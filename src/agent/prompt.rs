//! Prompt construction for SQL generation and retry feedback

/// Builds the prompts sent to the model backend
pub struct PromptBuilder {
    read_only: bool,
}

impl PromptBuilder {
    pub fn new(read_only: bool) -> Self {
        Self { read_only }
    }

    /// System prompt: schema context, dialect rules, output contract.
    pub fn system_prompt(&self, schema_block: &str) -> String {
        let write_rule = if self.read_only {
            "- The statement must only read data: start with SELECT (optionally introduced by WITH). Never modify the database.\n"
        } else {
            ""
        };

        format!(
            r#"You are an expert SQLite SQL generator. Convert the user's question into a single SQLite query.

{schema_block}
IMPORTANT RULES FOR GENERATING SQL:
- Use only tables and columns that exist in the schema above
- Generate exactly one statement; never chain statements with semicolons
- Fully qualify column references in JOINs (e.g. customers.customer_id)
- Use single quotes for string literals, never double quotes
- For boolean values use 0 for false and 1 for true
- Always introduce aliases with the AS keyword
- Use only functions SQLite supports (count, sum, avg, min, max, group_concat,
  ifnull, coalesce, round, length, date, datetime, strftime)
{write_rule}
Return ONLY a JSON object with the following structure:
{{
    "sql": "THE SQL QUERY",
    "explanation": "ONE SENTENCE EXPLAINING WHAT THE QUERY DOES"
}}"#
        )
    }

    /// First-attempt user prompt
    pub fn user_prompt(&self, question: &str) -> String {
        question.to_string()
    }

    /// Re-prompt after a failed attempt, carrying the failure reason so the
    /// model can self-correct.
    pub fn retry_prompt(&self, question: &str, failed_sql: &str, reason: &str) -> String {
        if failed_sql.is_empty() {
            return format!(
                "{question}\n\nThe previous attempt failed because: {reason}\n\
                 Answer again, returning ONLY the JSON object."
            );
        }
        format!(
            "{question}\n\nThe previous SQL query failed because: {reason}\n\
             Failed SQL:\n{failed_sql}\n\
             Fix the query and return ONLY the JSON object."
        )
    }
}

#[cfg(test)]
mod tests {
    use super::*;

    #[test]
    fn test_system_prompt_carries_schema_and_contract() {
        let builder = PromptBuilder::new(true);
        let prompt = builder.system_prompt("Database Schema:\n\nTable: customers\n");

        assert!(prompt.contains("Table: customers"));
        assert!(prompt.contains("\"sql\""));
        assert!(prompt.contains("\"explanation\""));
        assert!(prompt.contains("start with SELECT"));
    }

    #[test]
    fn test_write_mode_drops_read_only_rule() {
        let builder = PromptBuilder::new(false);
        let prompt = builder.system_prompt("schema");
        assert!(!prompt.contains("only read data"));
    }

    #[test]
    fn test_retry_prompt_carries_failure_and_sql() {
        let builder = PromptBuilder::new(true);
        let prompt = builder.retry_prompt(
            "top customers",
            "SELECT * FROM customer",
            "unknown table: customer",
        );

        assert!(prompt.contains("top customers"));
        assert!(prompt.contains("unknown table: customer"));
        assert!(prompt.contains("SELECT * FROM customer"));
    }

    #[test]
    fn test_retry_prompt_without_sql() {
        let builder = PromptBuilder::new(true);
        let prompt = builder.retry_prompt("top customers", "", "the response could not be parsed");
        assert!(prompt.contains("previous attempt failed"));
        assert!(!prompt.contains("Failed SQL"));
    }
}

※

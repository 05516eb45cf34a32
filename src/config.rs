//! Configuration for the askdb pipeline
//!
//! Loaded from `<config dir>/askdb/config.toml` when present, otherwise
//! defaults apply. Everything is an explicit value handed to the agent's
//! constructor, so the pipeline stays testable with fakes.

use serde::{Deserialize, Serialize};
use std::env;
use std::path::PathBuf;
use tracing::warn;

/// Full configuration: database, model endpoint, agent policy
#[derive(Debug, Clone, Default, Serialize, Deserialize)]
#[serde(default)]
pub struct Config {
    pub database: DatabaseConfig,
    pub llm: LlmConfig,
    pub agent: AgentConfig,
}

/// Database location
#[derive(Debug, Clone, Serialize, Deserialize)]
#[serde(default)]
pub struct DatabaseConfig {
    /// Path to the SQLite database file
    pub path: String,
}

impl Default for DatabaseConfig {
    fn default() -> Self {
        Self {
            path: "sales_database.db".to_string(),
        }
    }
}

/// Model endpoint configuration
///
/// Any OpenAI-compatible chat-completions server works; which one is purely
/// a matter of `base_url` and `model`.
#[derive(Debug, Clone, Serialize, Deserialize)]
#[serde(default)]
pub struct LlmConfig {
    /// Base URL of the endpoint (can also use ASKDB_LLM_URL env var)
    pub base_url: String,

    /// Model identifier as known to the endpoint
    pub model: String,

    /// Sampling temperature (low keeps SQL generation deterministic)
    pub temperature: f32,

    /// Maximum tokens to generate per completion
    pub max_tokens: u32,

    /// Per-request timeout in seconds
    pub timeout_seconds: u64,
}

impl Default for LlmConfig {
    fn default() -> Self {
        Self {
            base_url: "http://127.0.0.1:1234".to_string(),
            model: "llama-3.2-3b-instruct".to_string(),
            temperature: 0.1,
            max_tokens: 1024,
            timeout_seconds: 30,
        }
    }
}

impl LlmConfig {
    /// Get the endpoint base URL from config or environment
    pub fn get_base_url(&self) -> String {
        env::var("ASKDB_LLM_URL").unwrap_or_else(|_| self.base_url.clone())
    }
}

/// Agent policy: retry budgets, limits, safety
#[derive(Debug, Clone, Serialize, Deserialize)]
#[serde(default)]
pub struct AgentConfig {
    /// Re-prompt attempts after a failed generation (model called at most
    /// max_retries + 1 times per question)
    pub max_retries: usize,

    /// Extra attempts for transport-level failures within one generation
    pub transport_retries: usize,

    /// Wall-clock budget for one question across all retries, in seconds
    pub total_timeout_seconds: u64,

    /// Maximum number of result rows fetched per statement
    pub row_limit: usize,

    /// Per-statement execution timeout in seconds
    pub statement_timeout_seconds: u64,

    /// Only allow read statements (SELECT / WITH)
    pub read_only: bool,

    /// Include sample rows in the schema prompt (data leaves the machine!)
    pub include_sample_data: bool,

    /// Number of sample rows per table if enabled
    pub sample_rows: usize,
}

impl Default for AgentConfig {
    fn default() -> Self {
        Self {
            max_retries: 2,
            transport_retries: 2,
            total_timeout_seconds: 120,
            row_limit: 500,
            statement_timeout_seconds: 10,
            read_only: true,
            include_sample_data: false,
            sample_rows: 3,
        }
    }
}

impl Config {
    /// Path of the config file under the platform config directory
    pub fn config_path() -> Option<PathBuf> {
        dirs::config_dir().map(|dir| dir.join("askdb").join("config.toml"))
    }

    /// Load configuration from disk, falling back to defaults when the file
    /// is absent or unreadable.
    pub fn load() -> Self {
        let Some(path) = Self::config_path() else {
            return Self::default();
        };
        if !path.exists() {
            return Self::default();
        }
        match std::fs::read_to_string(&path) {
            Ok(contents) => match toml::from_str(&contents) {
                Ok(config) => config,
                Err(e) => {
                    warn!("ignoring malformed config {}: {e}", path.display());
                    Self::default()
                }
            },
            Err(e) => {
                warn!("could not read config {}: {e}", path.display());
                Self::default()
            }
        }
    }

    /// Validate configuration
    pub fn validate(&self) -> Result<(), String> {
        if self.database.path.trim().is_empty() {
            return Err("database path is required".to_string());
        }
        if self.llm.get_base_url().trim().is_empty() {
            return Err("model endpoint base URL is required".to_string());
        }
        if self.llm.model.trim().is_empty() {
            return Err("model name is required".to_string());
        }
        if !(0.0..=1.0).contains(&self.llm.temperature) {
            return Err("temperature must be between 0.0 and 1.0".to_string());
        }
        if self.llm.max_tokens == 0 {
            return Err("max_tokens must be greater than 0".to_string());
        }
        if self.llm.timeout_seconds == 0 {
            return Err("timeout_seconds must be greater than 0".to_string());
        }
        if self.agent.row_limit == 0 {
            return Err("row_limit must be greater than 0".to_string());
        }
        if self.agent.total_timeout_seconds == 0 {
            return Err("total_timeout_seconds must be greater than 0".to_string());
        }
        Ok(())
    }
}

※

# [PROBLEM REQUIREMENTS]
Show each line in the data where the string "question" appears.

# [ANSWER SPACE]
            r#"You are an expert SQLite SQL generator. Convert the user's question into a single SQLite query.
    pub fn user_prompt(&self, question: &str) -> String {
        question.to_string()
    pub fn retry_prompt(&self, question: &str, failed_sql: &str, reason: &str) -> String {
                "{question}\n\nThe previous attempt failed because: {reason}\n\
            "{question}\n\nThe previous SQL query failed because: {reason}\n\
    /// max_retries + 1 times per question)
    /// Wall-clock budget for one question across all retries, in seconds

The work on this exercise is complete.